Data shown section start
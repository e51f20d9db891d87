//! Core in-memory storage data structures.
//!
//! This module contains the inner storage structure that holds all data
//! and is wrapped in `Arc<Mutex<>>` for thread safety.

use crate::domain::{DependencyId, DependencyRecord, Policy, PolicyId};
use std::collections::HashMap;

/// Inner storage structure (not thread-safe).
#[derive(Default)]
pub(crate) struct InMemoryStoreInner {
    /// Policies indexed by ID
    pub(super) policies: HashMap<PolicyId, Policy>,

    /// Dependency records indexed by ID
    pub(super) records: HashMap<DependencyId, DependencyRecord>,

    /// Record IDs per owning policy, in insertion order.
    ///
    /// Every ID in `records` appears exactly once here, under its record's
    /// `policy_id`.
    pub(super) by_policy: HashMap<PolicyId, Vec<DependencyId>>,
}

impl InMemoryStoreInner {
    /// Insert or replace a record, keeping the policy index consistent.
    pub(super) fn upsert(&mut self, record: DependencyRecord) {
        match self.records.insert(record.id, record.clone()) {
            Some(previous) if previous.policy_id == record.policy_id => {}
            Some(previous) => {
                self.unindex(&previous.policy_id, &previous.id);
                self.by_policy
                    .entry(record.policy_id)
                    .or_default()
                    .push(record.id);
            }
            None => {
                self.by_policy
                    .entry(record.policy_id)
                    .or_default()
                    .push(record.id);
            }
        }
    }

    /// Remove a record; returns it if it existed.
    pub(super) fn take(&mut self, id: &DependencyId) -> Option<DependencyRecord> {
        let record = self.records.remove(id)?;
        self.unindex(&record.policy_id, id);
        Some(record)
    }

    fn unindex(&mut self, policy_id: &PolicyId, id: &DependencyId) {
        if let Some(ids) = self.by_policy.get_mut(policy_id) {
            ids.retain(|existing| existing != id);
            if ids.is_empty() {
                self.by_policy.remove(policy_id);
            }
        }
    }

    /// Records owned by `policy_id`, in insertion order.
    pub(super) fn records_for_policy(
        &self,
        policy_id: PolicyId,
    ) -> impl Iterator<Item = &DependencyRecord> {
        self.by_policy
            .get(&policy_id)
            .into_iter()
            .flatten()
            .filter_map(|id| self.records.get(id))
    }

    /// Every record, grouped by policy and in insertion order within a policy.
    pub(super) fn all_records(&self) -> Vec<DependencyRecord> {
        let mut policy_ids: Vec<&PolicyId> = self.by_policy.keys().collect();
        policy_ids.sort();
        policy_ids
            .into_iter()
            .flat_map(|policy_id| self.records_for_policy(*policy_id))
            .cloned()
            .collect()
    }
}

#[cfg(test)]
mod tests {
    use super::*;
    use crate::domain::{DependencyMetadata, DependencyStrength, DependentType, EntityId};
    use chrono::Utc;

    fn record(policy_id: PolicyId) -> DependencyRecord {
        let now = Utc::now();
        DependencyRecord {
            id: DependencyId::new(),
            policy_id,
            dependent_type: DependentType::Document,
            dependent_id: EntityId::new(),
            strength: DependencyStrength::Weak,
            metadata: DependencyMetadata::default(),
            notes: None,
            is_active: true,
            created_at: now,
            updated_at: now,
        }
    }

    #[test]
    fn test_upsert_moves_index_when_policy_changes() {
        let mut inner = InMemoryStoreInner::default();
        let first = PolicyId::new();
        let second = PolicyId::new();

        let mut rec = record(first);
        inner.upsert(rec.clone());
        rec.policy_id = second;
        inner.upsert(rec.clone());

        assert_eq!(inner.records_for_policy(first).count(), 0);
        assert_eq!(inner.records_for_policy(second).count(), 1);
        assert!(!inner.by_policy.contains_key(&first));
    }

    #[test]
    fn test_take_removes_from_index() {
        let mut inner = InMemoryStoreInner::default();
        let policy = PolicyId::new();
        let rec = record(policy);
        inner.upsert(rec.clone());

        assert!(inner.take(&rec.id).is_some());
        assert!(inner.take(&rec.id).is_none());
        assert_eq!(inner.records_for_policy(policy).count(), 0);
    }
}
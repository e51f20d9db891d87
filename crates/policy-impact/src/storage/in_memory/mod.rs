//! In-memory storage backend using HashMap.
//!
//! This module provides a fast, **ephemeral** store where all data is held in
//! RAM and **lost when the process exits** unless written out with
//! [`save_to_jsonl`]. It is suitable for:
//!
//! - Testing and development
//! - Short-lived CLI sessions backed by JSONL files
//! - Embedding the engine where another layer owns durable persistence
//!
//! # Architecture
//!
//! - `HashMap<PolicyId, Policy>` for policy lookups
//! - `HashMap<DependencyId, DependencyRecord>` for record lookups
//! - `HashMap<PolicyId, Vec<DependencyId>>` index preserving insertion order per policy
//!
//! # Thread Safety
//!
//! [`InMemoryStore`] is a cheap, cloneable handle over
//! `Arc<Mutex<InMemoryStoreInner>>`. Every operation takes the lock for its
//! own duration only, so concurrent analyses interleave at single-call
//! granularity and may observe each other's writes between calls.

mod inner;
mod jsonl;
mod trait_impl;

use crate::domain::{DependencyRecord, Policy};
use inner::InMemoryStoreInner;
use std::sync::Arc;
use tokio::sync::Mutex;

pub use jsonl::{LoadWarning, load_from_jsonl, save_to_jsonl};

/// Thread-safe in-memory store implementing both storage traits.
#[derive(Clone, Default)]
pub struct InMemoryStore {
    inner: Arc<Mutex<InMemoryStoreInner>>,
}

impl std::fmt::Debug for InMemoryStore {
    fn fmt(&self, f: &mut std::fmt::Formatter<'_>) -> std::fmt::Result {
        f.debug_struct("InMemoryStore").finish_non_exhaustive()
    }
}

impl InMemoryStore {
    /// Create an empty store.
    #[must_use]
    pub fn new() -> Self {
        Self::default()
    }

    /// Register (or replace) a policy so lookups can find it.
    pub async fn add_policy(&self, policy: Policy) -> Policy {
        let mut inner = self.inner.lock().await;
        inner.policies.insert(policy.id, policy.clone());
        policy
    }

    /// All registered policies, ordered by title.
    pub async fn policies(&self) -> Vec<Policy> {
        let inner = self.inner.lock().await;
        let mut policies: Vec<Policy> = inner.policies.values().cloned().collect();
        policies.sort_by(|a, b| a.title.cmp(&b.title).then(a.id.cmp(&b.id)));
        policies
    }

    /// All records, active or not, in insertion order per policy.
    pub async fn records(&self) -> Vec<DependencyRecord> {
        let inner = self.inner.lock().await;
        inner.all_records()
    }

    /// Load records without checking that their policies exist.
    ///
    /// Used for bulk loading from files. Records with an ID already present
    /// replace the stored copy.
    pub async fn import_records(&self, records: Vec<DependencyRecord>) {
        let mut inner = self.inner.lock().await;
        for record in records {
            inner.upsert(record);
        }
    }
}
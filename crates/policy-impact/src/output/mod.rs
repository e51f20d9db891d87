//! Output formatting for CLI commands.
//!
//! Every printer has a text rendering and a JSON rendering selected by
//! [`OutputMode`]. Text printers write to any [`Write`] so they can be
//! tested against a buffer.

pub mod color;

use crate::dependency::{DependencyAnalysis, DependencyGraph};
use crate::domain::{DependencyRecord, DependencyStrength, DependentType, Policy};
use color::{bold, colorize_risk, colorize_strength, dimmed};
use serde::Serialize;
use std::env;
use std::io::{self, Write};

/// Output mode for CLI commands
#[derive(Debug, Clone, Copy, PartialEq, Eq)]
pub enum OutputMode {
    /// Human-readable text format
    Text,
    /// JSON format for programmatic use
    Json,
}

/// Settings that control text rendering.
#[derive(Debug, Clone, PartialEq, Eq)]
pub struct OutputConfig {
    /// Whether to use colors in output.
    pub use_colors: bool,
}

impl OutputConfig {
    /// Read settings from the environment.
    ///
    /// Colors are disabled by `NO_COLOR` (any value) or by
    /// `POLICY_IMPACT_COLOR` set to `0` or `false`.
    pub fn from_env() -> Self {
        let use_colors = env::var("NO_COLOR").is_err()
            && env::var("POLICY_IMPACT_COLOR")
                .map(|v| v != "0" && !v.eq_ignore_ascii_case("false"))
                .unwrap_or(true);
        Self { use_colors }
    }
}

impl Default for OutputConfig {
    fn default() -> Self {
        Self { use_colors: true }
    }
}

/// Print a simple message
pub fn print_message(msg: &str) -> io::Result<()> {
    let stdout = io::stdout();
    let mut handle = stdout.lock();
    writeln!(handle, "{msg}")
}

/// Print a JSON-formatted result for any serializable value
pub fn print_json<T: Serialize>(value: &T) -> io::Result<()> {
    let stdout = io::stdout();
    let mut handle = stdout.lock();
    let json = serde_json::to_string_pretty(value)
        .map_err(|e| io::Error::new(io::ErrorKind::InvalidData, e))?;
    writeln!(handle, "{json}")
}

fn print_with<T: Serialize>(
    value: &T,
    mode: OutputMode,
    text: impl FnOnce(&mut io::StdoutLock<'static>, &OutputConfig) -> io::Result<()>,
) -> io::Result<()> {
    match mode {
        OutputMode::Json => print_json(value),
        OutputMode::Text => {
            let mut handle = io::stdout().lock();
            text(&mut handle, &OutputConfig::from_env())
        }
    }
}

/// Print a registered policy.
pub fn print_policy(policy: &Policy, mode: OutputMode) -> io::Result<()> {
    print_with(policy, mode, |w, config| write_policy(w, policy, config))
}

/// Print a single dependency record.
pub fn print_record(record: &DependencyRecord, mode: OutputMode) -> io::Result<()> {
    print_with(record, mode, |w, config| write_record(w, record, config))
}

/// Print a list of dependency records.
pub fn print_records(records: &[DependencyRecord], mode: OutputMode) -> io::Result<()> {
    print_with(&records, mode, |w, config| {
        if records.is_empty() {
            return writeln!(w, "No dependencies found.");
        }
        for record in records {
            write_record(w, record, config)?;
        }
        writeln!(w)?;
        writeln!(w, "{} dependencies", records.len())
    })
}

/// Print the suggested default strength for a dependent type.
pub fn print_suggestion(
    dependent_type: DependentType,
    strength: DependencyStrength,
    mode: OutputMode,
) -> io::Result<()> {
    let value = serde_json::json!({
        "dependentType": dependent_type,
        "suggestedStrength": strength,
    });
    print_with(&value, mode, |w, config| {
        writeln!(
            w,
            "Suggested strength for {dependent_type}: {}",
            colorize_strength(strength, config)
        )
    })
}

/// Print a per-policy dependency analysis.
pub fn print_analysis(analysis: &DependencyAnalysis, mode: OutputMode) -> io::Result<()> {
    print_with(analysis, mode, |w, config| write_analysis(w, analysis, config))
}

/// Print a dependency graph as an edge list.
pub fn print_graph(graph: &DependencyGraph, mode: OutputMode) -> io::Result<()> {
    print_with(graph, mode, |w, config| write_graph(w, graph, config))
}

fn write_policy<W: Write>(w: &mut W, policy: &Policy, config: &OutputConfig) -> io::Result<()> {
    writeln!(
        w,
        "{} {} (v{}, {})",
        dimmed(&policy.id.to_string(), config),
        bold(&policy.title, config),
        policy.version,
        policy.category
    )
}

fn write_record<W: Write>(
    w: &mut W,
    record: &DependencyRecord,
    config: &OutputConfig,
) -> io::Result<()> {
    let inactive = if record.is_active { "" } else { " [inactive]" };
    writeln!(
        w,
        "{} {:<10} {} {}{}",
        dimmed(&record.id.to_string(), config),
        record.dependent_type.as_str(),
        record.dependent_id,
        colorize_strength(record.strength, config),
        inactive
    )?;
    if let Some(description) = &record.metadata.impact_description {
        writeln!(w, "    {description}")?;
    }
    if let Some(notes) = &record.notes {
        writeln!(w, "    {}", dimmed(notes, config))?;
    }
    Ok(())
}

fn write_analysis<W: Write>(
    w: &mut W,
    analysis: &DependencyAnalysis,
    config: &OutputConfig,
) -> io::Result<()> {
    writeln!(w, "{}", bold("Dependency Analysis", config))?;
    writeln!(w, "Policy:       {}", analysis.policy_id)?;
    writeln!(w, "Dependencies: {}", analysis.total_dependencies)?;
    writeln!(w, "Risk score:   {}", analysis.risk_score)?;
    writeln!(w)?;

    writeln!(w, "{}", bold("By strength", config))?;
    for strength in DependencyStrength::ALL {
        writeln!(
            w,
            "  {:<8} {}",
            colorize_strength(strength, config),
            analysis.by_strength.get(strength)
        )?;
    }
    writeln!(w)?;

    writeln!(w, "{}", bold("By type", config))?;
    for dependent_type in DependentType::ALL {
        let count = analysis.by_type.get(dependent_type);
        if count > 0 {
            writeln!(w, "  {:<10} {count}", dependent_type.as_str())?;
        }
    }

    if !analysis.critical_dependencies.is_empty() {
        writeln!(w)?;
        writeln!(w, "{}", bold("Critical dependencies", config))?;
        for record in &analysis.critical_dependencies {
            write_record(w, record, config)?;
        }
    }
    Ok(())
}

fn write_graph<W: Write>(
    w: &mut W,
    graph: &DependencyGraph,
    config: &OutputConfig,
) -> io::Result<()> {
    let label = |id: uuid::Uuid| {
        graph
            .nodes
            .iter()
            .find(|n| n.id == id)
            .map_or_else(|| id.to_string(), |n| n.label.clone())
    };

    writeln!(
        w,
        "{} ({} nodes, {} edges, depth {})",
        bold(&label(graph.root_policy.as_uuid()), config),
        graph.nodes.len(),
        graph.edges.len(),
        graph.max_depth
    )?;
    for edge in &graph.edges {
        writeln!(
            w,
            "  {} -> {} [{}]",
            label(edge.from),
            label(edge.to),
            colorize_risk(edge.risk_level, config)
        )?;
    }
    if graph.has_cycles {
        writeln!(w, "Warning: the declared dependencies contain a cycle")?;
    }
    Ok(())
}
Data shown section end
Exercise directions -> Return, exactly, the lines from the first line of the records above to the line containing "records indexed by ID", both included.

Result below ->
repository e51f20d9db891d87
//! Core in-memory storage data structures.
//!
//! This module contains the inner storage structure that holds all data
//! and is wrapped in `Arc<Mutex<>>` for thread safety.

use crate::domain::{DependencyId, DependencyRecord, Policy, PolicyId};
use std::collections::HashMap;

/// Inner storage structure (not thread-safe).
#[derive(Default)]
pub(crate) struct InMemoryStoreInner {
    /// Policies indexed by ID
    pub(super) policies: HashMap<PolicyId, Policy>,

    /// Dependency records indexed by ID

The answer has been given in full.